If you're in your 30's like me and as a child, you got a Commodore, MSX or one of those other computers in that generation, you might remember playing text-based adventure games. I was hooked on them at age 9 actually and they taught me English (well, and the dictionary did :). Because of those games, I scored 9/10 for all English classes. We never heard of the Internet back then, but there were already English-spoken movies with subtitling on TV then, so that helped as well a bit. However, this post isn't meant to recollect those stories, it's about the design of the interpreters in those times. Just recently, I'm very interested in different designs and approaches to parsing, because it's playing a central role to Natural Language Processing and in that sense to Artificial Intelligent programs that can deal with input in natural language. The Zork text-adventure games were the start of a range of games in the genre. And one of its important necessary features is to accept input from human beings giving orders, process it and then reply back with the results to that command.

Zork actually had a very interesting design of handling this. The story itself was loaded into a z-machine, which executed based on user input. If you want to experiment with such interpreters, have a look at frotz. There's actually a very low-key community in the world who's still playing adventure-games or, as they call it now, reading interactive fiction. They publish their work here and there.
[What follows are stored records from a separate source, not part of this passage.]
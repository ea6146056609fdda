//! Fixed-capacity session table (§4.1, §4.3). One readers/writer lock over
//! the slot table; each slot's `SessionRecord` owns its own locks.

use aura_domain::error::{Error, Result};
use aura_domain::transport::Transport;
use chrono::Utc;
use parking_lot::RwLock;
use std::collections::HashMap;
use std::sync::atomic::{AtomicU64, Ordering};
use std::sync::Arc;
use std::time::Duration;

use crate::kind::{Capabilities, SatelliteIdentity, SessionKind, SessionTier};
use crate::record::{SessionHandle, SessionRecord};

pub const LOCAL_SESSION_ID: u64 = 0;

struct Inner {
    slots: HashMap<u64, SessionHandle>,
    max_sessions: usize,
}

pub struct SessionRegistry {
    inner: RwLock<Inner>,
    next_id: AtomicU64,
}

impl SessionRegistry {
    /// Creates the registry with slot 0 (LOCAL) already present, per the
    /// invariant that LOCAL is present for the manager's entire lifetime.
    pub fn new(max_sessions: usize) -> Self {
        let local = Arc::new(SessionRecord::new(LOCAL_SESSION_ID, SessionKind::Local, None, Utc::now()));
        let mut slots = HashMap::with_capacity(max_sessions);
        slots.insert(LOCAL_SESSION_ID, local);
        Self {
            inner: RwLock::new(Inner { slots, max_sessions }),
            next_id: AtomicU64::new(LOCAL_SESSION_ID + 1),
        }
    }

    pub fn get_local(&self) -> SessionHandle {
        self.inner.read().slots.get(&LOCAL_SESSION_ID).cloned().expect("LOCAL slot always present")
    }

    pub fn create(&self, kind: SessionKind, transport: Option<Arc<dyn Transport>>) -> Result<SessionHandle> {
        let record = {
            let mut inner = self.inner.write();
            if inner.slots.len() >= inner.max_sessions {
                return Err(Error::RegistryFull);
            }
            let id = self.next_id.fetch_add(1, Ordering::SeqCst);
            let record = Arc::new(SessionRecord::new(id, kind, transport, Utc::now()));
            inner.slots.insert(id, record.clone());
            record
        };
        aura_domain::trace::TraceEvent::SessionCreated {
            session_id: record.session_id,
            kind: record.kind.label().to_string(),
        }
        .emit();
        Ok(record)
    }

    /// Satellite connect: rebinds and retains an existing non-disconnected
    /// record sharing the UUID (reconnect path), or creates a new one.
    pub fn create_satellite(
        &self,
        transport: Arc<dyn Transport>,
        tier: SessionTier,
        identity: SatelliteIdentity,
        caps: Capabilities,
    ) -> Result<SessionHandle> {
        enum Outcome {
            Reclaimed(SessionHandle),
            Created(SessionHandle),
        }

        let outcome = {
            let mut inner = self.inner.write();

            if let Some(existing) = inner
                .slots
                .values()
                .find(|r| !r.is_disconnected() && r.kind.satellite_uuid() == Some(identity.uuid.as_str()))
            {
                existing.retain();
                existing.rebind_transport(transport);
                existing.touch();
                Outcome::Reclaimed(existing.clone())
            } else {
                if inner.slots.len() >= inner.max_sessions {
                    return Err(Error::RegistryFull);
                }
                let id = self.next_id.fetch_add(1, Ordering::SeqCst);
                let kind = SessionKind::Satellite { tier, identity, caps };
                let record = Arc::new(SessionRecord::new(id, kind, Some(transport), Utc::now()));
                inner.slots.insert(id, record.clone());
                Outcome::Created(record)
            }
        };

        match outcome {
            Outcome::Reclaimed(record) => {
                aura_domain::trace::TraceEvent::SessionReclaimed {
                    session_id: record.session_id,
                    kind: record.kind.label().to_string(),
                }
                .emit();
                Ok(record)
            }
            Outcome::Created(record) => {
                aura_domain::trace::TraceEvent::SessionCreated {
                    session_id: record.session_id,
                    kind: record.kind.label().to_string(),
                }
                .emit();
                Ok(record)
            }
        }
    }

    /// Legacy-network connect, keyed by client IP (§9: provisional —
    /// reclaim across NAT rebinds is not attempted; a new IP is a new
    /// session even if it is the same physical client).
    pub fn get_or_create_legacy(&self, transport: Arc<dyn Transport>, ip: String) -> Result<SessionHandle> {
        enum Outcome {
            Reclaimed(SessionHandle),
            Created(SessionHandle),
        }

        let outcome = {
            let mut inner = self.inner.write();

            if let Some(existing) = inner
                .slots
                .values()
                .find(|r| !r.is_disconnected() && r.kind.legacy_ip() == Some(ip.as_str()))
            {
                existing.retain();
                existing.rebind_transport(transport);
                existing.touch();
                Outcome::Reclaimed(existing.clone())
            } else {
                if inner.slots.len() >= inner.max_sessions {
                    return Err(Error::RegistryFull);
                }
                let id = self.next_id.fetch_add(1, Ordering::SeqCst);
                let record = Arc::new(SessionRecord::new(id, SessionKind::LegacyNet { ip }, Some(transport), Utc::now()));
                inner.slots.insert(id, record.clone());
                Outcome::Created(record)
            }
        };

        match outcome {
            Outcome::Reclaimed(record) => {
                aura_domain::trace::TraceEvent::SessionReclaimed {
                    session_id: record.session_id,
                    kind: record.kind.label().to_string(),
                }
                .emit();
                Ok(record)
            }
            Outcome::Created(record) => {
                aura_domain::trace::TraceEvent::SessionCreated {
                    session_id: record.session_id,
                    kind: record.kind.label().to_string(),
                }
                .emit();
                Ok(record)
            }
        }
    }

    /// Refuses disconnected sessions. The refcount increment happens while
    /// the registry read lock is still held, so a concurrent `destroy`
    /// cannot free the slot between "found it" and "owning it".
    pub fn get(&self, id: u64) -> Result<SessionHandle> {
        let inner = self.inner.read();
        let record = inner.slots.get(&id).ok_or_else(|| Error::UnknownSession(id.to_string()))?;
        if record.is_disconnected() {
            return Err(Error::DisconnectedSession(id.to_string()));
        }
        record.retain();
        Ok(record.clone())
    }

    /// Returns the record even if `disconnected`, for the explicit
    /// reconnect-lookup path.
    pub fn get_for_reconnect(&self, id: u64) -> Result<SessionHandle> {
        let inner = self.inner.read();
        let record = inner.slots.get(&id).ok_or_else(|| Error::UnknownSession(id.to_string()))?;
        record.retain();
        Ok(record.clone())
    }

    pub fn count(&self) -> usize {
        self.inner.read().slots.len()
    }

    /// Two-phase destruction (§4.3). Phase 1 evicts under the registry
    /// write lock; phase 2 blocks on the record's own refcount condvar with
    /// no registry lock held, so it never blocks other lookups.
    pub fn destroy(&self, id: u64) {
        let record = {
            let mut inner = self.inner.write();
            match inner.slots.remove(&id) {
                Some(record) => {
                    record.mark_disconnected();
                    record
                }
                None => return,
            }
        };
        aura_domain::trace::TraceEvent::SessionEvicted { session_id: id }.emit();

        record.wait_until_drained();
        aura_domain::trace::TraceEvent::SessionDrained { session_id: id }.emit();
        // `record` drops here, freeing the last strong reference.
    }

    /// Non-blocking snapshot of expired non-LOCAL ids, for the idle sweep.
    /// Destruction happens outside the registry lock.
    pub fn sweep_expired(&self, timeout: Duration) -> Vec<u64> {
        let now = Utc::now();
        let inner = self.inner.read();
        inner
            .slots
            .values()
            .filter(|r| r.session_id != LOCAL_SESSION_ID)
            .filter_map(|r| {
                let idle = now.signed_duration_since(r.last_activity()).to_std().unwrap_or_default();
                (idle > timeout).then_some(r.session_id)
            })
            .collect()
    }

    /// Writes each non-trivial (more than just a system prompt) history to
    /// a shutdown artifact via `persist::write_history`.
    pub fn save_all_histories(&self, dir: &std::path::Path) -> Result<()> {
        let records: Vec<_> = self.inner.read().slots.values().cloned().collect();
        for record in records {
            if record.history_len() > 1 {
                crate::persist::write_history(dir, record.session_id, &record.kind, &record.history_snapshot())?;
            }
        }
        Ok(())
    }
}

#[cfg(test)]
mod tests {
    use super::*;
    use crate::kind::SatelliteIdentity;

    #[test]
    fn local_slot_present_at_construction() {
        let registry = SessionRegistry::new(8);
        assert_eq!(registry.count(), 1);
        let local = registry.get_local();
        assert_eq!(local.session_id, LOCAL_SESSION_ID);
    }

    #[test]
    fn create_rejects_when_full() {
        let registry = SessionRegistry::new(1);
        let err = registry.create(SessionKind::Web, None).unwrap_err();
        assert!(matches!(err, Error::RegistryFull));
    }

    #[test]
    fn get_increments_refcount_and_rejects_unknown() {
        let registry = SessionRegistry::new(8);
        let session = registry.create(SessionKind::Web, None).unwrap();
        assert_eq!(session.ref_count(), 1);
        let fetched = registry.get(session.session_id).unwrap();
        assert_eq!(fetched.ref_count(), 2);
        assert!(matches!(registry.get(9999), Err(Error::UnknownSession(_))));
    }

    #[test]
    fn destroy_makes_session_unreachable_by_get() {
        let registry = SessionRegistry::new(8);
        let session = registry.create(SessionKind::Web, None).unwrap();
        let id = session.session_id;
        session.release();
        registry.destroy(id);
        assert!(matches!(registry.get(id), Err(Error::UnknownSession(_))));
    }

    #[test]
    fn satellite_reconnect_preserves_session_id_and_history() {
        let registry = SessionRegistry::new(8);
        let identity = SatelliteIdentity {
            uuid: "11111111-1111-1111-1111-111111111111".into(),
            name: "kitchen".into(),
            location: Some("kitchen".into()),
        };
        let transport: Arc<dyn Transport> = Arc::new(crate::test_support::NullTransport);
        let first = registry
            .create_satellite(transport.clone(), SessionTier::Satellite, identity.clone(), Capabilities::default())
            .unwrap();
        first.append_history(aura_domain::message::Message::user("hi"));
        let first_id = first.session_id;

        let second = registry
            .create_satellite(transport, SessionTier::Satellite, identity, Capabilities::default())
            .unwrap();
        assert_eq!(second.session_id, first_id);
        assert_eq!(second.history_len(), 1);
    }

    #[test]
    fn sweep_expired_never_includes_local() {
        let registry = SessionRegistry::new(8);
        let expired = registry.sweep_expired(Duration::from_secs(0));
        assert!(!expired.contains(&LOCAL_SESSION_ID));
    }
}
Here's an archive for reference.

Initially, you may think that writing a work of interactive fiction or text adventure is a lot of coding work, but there's actually a very cool application that you can use to produce them, called inform. And there is no real coding involved, everything is typed in natural language. Since at one time, a computer needs to run your story, the only not so natural thing is that you declare properties and attributes about things that you personally already take for granted. Because to a computer it is not obvious that a bed can support a person and you can enter it, that needs to be declared explicitly in the story (the story eventually becomes the program). Using inform, a lot more people can write stories and adventures.

At this point, it's probably better to show an example:
The troll can be conscious or unconscious.
Check attacking the unconscious troll with something:
say "The unconscious troll cannot defend himself: He dies.";
say "Almost as soon as the troll breathes his last breath, a cloud
of sinister black fog envelops him, and when the fog lifts, the
carcass has disappeared.";
remove the troll from play instead.
So notice how the troll is given attributes and properties and how some sort of reasoning process is inserted into this process just by applying natural language. The sequence of words (the phrase) used to manipulate the behaviour of the story (the program) is fixed. The descriptions, what you put between the double quotes, is just a sequence of characters and remains unintelligible to the computer. The story is then first compiled into a slightly lower-level language, which compilers towards z-code can interpret:
[ TakeDrink;
canteen--;
if (canteen lt 0) {
thirst=0; UpdateThirst();
} else {
thirst=4;
"Better watch for an oasis !";
}
];
This lower-level language is the language in which the older text adventures were coded. They used a lot of variables (often global) and contained very simple code that influenced game play. The limit was that of the programmer basically. It probably feels a bit like scripting.

For inform, by declaring items as a kind (a category of what it is, e.g: The spoon is a thing), they instantly get a couple of capabilities and the program knows what can be and cannot be done to them, because the inform compiler combines it with a default rule set (which may be overridden in the text). The (intended) interaction of the player with its environment is always communicated by verbs and nouns. In the case of inform, the file already has a large number of default rules, actions and behaviours for all these verbs and possible interactions. Per verb, the program maintains a number of rules with regards to impossible actions, or perhaps temporarily impossible actions due to some state in the interpreter (maybe the player should eat spinach first before they can open the door?). For further reading, the architecture of inform is listed here.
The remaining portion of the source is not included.